I have learned this from experience, that most uncompromising teacher. Last Thursday, 7 hours and 34 minutes before I needed to make a Voluntary Speech on Time Management, new reserves of courage flowed through me. I would no longer procrastinate. I would confront the most urgent task before me, that of throwing out the mattress in the garage. No more excuses: the time had come.
The skies had darkened and we had mid-morning errands to run, so I eagerly shoved the mattress down the driveway and across the unmowed lawn to prop it up against the trash can. We’d set out a similar mattress on a clear Wednesday night weeks ago and happily discovered it was gone the next afternoon, so I felt confident that I would return from Errand Time to an empty can and a mattress-free yard. And not a moment too soon, since the mattress was now smeared with mud and grass. A clearing of space. Such joy this would spark!
Dimly as I drove away, the thought occurred to me: was this the correct pick-up day? Was I right about when we took the other mattress down? Is it kosher with our HOA to set bulk items out in the middle of the day? Should I start working on that speech?
I returned to find the trash truck zipping down the other side of the street. Soon, it would make its circuit past our house. The clouds were roiling, as was my heart. I began to doubt. I hurried from my car into the house, hoping the truck guys would not flag me down and castigate me for my mattress violation.

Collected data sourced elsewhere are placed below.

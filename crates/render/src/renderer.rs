use std::fmt;

use glam::{Mat4, Vec2, Vec4, Vec4Swizzles};
use tilegrid_common::{
    BufferAllocator, BufferHandle, BufferKind, HostAllocator, RenderError, TextureHandle, Tile,
    TilemapMeta, Vertex, unit_quad,
};

use crate::stage::{self, Sampler, VertexOut};
use crate::tile_buffer::{TILE_STRIDE, TILEMAP_HEADER_SIZE, TilemapHeader, check_tile_extent};
use crate::transform::TRANSFORMS_SIZE;
use crate::{DrawCommand, FramePlan};

/// Backend interface. All renderers implement this trait.
///
/// A renderer executes a validated `FramePlan`. Either the whole plan is
/// executed or an error is returned and nothing is drawn.
pub trait Renderer {
    /// The output type produced by this renderer.
    type Output;

    /// Execute one frame.
    fn render(&mut self, plan: &FramePlan) -> Result<Self::Output, RenderError>;
}

/// RGBA8 texture held in host memory, sampled nearest with clamp-to-edge.
#[derive(Debug, Clone, PartialEq)]
pub struct HostTexture {
    width: u32,
    height: u32,
    rgba: Vec<u8>,
}

impl HostTexture {
    pub fn new(width: u32, height: u32, rgba: Vec<u8>) -> Result<Self, RenderError> {
        let expected = width as usize * height as usize * 4;
        if width == 0 || height == 0 || rgba.len() != expected {
            return Err(RenderError::InvalidConfig(format!(
                "texture {width}x{height} needs {expected} RGBA bytes, got {}",
                rgba.len()
            )));
        }
        Ok(Self {
            width,
            height,
            rgba,
        })
    }

    /// Build a texture from a per-texel function.
    pub fn from_fn(
        width: u32,
        height: u32,
        texel: impl Fn(u32, u32) -> [u8; 4],
    ) -> Result<Self, RenderError> {
        let mut rgba = Vec::with_capacity(width as usize * height as usize * 4);
        for y in 0..height {
            for x in 0..width {
                rgba.extend_from_slice(&texel(x, y));
            }
        }
        Self::new(width, height, rgba)
    }

    pub fn width(&self) -> u32 {
        self.width
    }

    pub fn height(&self) -> u32 {
        self.height
    }

    pub fn rgba(&self) -> &[u8] {
        &self.rgba
    }
}

impl Sampler for HostTexture {
    fn sample(&self, uv: Vec2) -> Vec4 {
        let x = ((uv.x * self.width as f32).floor() as i64).clamp(0, self.width as i64 - 1);
        let y = ((uv.y * self.height as f32).floor() as i64).clamp(0, self.height as i64 - 1);
        let i = (y as usize * self.width as usize + x as usize) * 4;
        let t = &self.rgba[i..i + 4];
        Vec4::new(t[0] as f32, t[1] as f32, t[2] as f32, t[3] as f32) / 255.0
    }
}

/// Which draw produced a quad.
#[derive(Debug, Clone, Copy, PartialEq, Eq)]
pub enum QuadKind {
    Tile { instance: u32, tile: Tile },
    Sprite { index: usize },
}

/// One rasterized quad as the CPU renderer saw it.
#[derive(Debug, Clone, PartialEq)]
pub struct QuadReport {
    pub kind: QuadKind,
    pub sheet: TextureHandle,
    /// NDC bounding box of the four corners.
    pub screen_min: Vec2,
    pub screen_max: Vec2,
    pub uv_min: Vec2,
    pub uv_max: Vec2,
    /// Fragment output at the quad centre.
    pub center_color: Vec4,
}

/// Result of a CPU-rendered frame.
#[derive(Debug, Clone, Default, PartialEq)]
pub struct FrameReport {
    pub draw_calls: usize,
    pub quads: Vec<QuadReport>,
}

impl fmt::Display for FrameReport {
    fn fmt(&self, f: &mut fmt::Formatter<'_>) -> fmt::Result {
        writeln!(
            f,
            "=== Frame (draw_calls={}, quads={}) ===",
            self.draw_calls,
            self.quads.len()
        )?;
        for q in &self.quads {
            match q.kind {
                QuadKind::Tile { instance, tile } => write!(
                    f,
                    "  tile   #{instance:<4} sheet_pos={:<4} grid_pos={:<5}",
                    tile.sheet_pos, tile.grid_pos
                )?,
                QuadKind::Sprite { index } => write!(f, "  sprite #{index:<4}{:28}", "")?,
            }
            writeln!(
                f,
                " screen=({:.3}, {:.3})..({:.3}, {:.3}) uv=({:.3}, {:.3})..({:.3}, {:.3}) rgba=({:.2}, {:.2}, {:.2}, {:.2})",
                q.screen_min.x,
                q.screen_min.y,
                q.screen_max.x,
                q.screen_max.y,
                q.uv_min.x,
                q.uv_min.y,
                q.uv_max.x,
                q.uv_max.y,
                q.center_color.x,
                q.center_color.y,
                q.center_color.z,
                q.center_color.w,
            )?;
        }
        Ok(())
    }
}

/// CPU renderer: decodes the uploaded bytes exactly as the shaders would
/// and runs the reference stages on every quad corner.
///
/// Doubles as the buffer allocator, so the same upload code paths used for
/// the GPU backend feed it.
#[derive(Debug, Clone, Default)]
pub struct DebugRenderer {
    buffers: HostAllocator,
    textures: Vec<HostTexture>,
}

impl DebugRenderer {
    pub fn new() -> Self {
        Self::default()
    }

    pub fn with_allocator(buffers: HostAllocator) -> Self {
        Self {
            buffers,
            textures: Vec::new(),
        }
    }

    pub fn add_texture(&mut self, texture: HostTexture) -> TextureHandle {
        self.textures.push(texture);
        TextureHandle(self.textures.len() as u32 - 1)
    }

    pub fn buffers(&self) -> &HostAllocator {
        &self.buffers
    }

    fn texture(&self, handle: TextureHandle) -> Result<&HostTexture, RenderError> {
        self.textures
            .get(handle.0 as usize)
            .ok_or(RenderError::UnknownHandle {
                kind: "texture",
                id: handle.0,
            })
    }

    fn buffer(&self, handle: BufferHandle, kind: BufferKind) -> Result<&[u8], RenderError> {
        match (self.buffers.contents(handle), self.buffers.kind(handle)) {
            (Some(bytes), Some(k)) if k == kind => Ok(bytes),
            _ => Err(RenderError::UnknownHandle {
                kind: "buffer",
                id: handle.0,
            }),
        }
    }

    fn read_transform(&self, handle: BufferHandle) -> Result<Mat4, RenderError> {
        let bytes = self.buffer(handle, BufferKind::Uniform)?;
        if bytes.len() < TRANSFORMS_SIZE as usize {
            return Err(RenderError::OutOfRange {
                requested: TRANSFORMS_SIZE,
                available: bytes.len() as u64,
            });
        }
        let cols: [f32; 16] = bytemuck::pod_read_unaligned(&bytes[..TRANSFORMS_SIZE as usize]);
        Ok(Mat4::from_cols_array(&cols))
    }

    /// Decode the header and the first `instances` tiles of a tilemap buffer.
    ///
    /// Only the buffer's current data counts; tiles dropped by a later, smaller
    /// upload are out of range even though the capacity still holds them.
    fn read_tilemap(
        &self,
        handle: BufferHandle,
        instances: u32,
    ) -> Result<(TilemapMeta, Vec<Tile>), RenderError> {
        let bytes = self.buffer(handle, BufferKind::Storage)?;
        let live = self.buffers.data_len(handle).unwrap_or(0);
        let needed = check_tile_extent(instances, live.min(bytes.len() as u64))? as usize;
        let header: TilemapHeader = bytemuck::pod_read_unaligned(&bytes[..TILEMAP_HEADER_SIZE]);
        let meta = TilemapMeta::new(
            Vec2::from(header.tile_size),
            header.grid_width,
            header.sheet_width,
        )?;
        let tiles = bytes[TILEMAP_HEADER_SIZE..needed]
            .chunks_exact(TILE_STRIDE)
            .map(bytemuck::pod_read_unaligned::<Tile>)
            .collect();
        Ok((meta, tiles))
    }
}

impl BufferAllocator for DebugRenderer {
    fn allocate(
        &mut self,
        kind: BufferKind,
        label: &str,
        size: u64,
    ) -> Result<BufferHandle, RenderError> {
        self.buffers.allocate(kind, label, size)
    }

    fn write(
        &mut self,
        handle: BufferHandle,
        offset: u64,
        bytes: &[u8],
    ) -> Result<(), RenderError> {
        self.buffers.write(handle, offset, bytes)
    }

    fn capacity(&self, handle: BufferHandle) -> Option<u64> {
        self.buffers.capacity(handle)
    }

    fn data_len(&self, handle: BufferHandle) -> Option<u64> {
        self.buffers.data_len(handle)
    }

    fn set_data_len(&mut self, handle: BufferHandle, len: u64) -> Result<(), RenderError> {
        self.buffers.set_data_len(handle, len)
    }

    fn release(&mut self, handle: BufferHandle) {
        self.buffers.release(handle)
    }
}

fn rasterize(
    kind: QuadKind,
    sheet: TextureHandle,
    texture: &HostTexture,
    mut corner: impl FnMut(&Vertex) -> VertexOut,
) -> QuadReport {
    let outs: Vec<VertexOut> = unit_quad().iter().map(&mut corner).collect();
    let ndc: Vec<Vec2> = outs
        .iter()
        .map(|o| o.clip_position.xy() / o.clip_position.w)
        .collect();
    let min = |v: &[Vec2]| v.iter().copied().reduce(Vec2::min).unwrap_or_default();
    let max = |v: &[Vec2]| v.iter().copied().reduce(Vec2::max).unwrap_or_default();
    let uvs: Vec<Vec2> = outs.iter().map(|o| o.uv).collect();
    let center = VertexOut {
        clip_position: outs.iter().map(|o| o.clip_position).sum::<Vec4>() / 4.0,
        color: outs.iter().map(|o| o.color).sum::<glam::Vec3>() / 4.0,
        uv: uvs.iter().copied().sum::<Vec2>() / 4.0,
    };
    QuadReport {
        kind,
        sheet,
        screen_min: min(&ndc),
        screen_max: max(&ndc),
        uv_min: min(&uvs),
        uv_max: max(&uvs),
        center_color: stage::fragment(texture, &center),
    }
}

impl Renderer for DebugRenderer {
    type Output = FrameReport;

    fn render(&mut self, plan: &FramePlan) -> Result<FrameReport, RenderError> {
        let _span = tracing::info_span!("debug_render", draws = plan.commands.len()).entered();
        let world_to_screen = self.read_transform(plan.transforms)?;

        let mut report = FrameReport::default();
        let mut sprite_index = 0;
        for command in &plan.commands {
            match command {
                DrawCommand::Tilemap {
                    tiles,
                    sheet,
                    instances,
                } => {
                    let texture = self.texture(*sheet)?;
                    let (meta, decoded) = self.read_tilemap(*tiles, *instances)?;
                    for (instance, tile) in decoded.into_iter().enumerate() {
                        report.quads.push(rasterize(
                            QuadKind::Tile {
                                instance: instance as u32,
                                tile,
                            },
                            *sheet,
                            texture,
                            |v| stage::tilemap_vertex(&meta, tile, v, &world_to_screen),
                        ));
                    }
                    report.draw_calls += 1;
                }
                DrawCommand::Sprite { sheet, push } => {
                    let texture = self.texture(*sheet)?;
                    report.quads.push(rasterize(
                        QuadKind::Sprite {
                            index: sprite_index,
                        },
                        *sheet,
                        texture,
                        |v| stage::sprite_vertex(push, v, &world_to_screen),
                    ));
                    sprite_index += 1;
                    report.draw_calls += 1;
                }
            }
            tracing::trace!(?command, "draw executed");
        }
        Ok(report)
    }
}

#[cfg(test)]
mod tests {
    use super::*;

    #[test]
    fn host_texture_checks_size() {
        assert!(HostTexture::new(2, 2, vec![0; 16]).is_ok());
        assert!(matches!(
            HostTexture::new(2, 2, vec![0; 15]),
            Err(RenderError::InvalidConfig(_))
        ));
        assert!(HostTexture::new(0, 2, vec![]).is_err());
    }

    #[test]
    fn nearest_sampling_clamps_to_edge() {
        let tex = HostTexture::from_fn(2, 1, |x, _| [x as u8 * 255, 0, 0, 255]).unwrap();
        assert_eq!(tex.sample(Vec2::new(0.25, 0.5)).x, 0.0);
        assert_eq!(tex.sample(Vec2::new(0.75, 0.5)).x, 1.0);
        assert_eq!(tex.sample(Vec2::new(-3.0, 9.0)).x, 0.0);
        assert_eq!(tex.sample(Vec2::new(7.0, 0.0)).x, 1.0);
    }

    #[test]
    fn unknown_handles_fail_before_drawing() {
        let mut renderer = DebugRenderer::new();
        let plan = FramePlan {
            transforms: BufferHandle(0),
            commands: vec![],
        };
        assert_eq!(
            renderer.render(&plan).unwrap_err(),
            RenderError::UnknownHandle {
                kind: "buffer",
                id: 0
            }
        );
    }
}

With 6 hours and 18 minutes until Speech Time, I flattened myself as best I could against the side of the dining room window. Thunder crashing, raindrops blocking my line of sight, I peered at the truck. Its mechanical arm wrenched the trash can from the curb and shook its contents into the container. The truck and its team of occupants remained. I imagined an internal debate over their moral responsibility to deal with the mattress that lady must have left before she scurried inside. That was her, right? Running into the house a few minutes ago? Wait, is she watching us from behind the blinds?
With 6 hours and 16 minutes until Speech Time, I sprinted to the curb to begin dragging the semi-drenched mattress back down the driveway, averting my gaze from the retreating truck. Every second counted now, as the weight of the mattress increased exponentially with each bucket of rain. This CrossFit workout from hell left me grumpy and reproachful. Angry texts were sent to various parties.
Less dimly as I wiped my soggy hair from my face, the thought occurred to me: perhaps there was a number one could call to speak to a person and find out a. the bounty on my head as Trash Offender and b. if maybe – MAYBE – I had missed some details about how bulk waste disposal works.
With 4 hours and 58 minutes until Speech Time (my fear of the phone meant I had to work up more courage), I called the office to find out from the perfectly nice lady that:
- They do pick up mattresses, and
- I did have the right day of the week, but
- There is a whole other 7:00 AM truck for that, so
- I would need to wait two weeks, thus
- We would all be stuck with the soggy consequences of my poor planning until then.
Let’s unpack this situation a little bit. What was the catalyst for this chain of events? Anyone? Did the author leave out critical information, like an imminent need to park an expensive vehicle in the garage or a mysterious benefactor who demanded a mattress-free space for his bags of bank notes?
How would we suppose the speech went?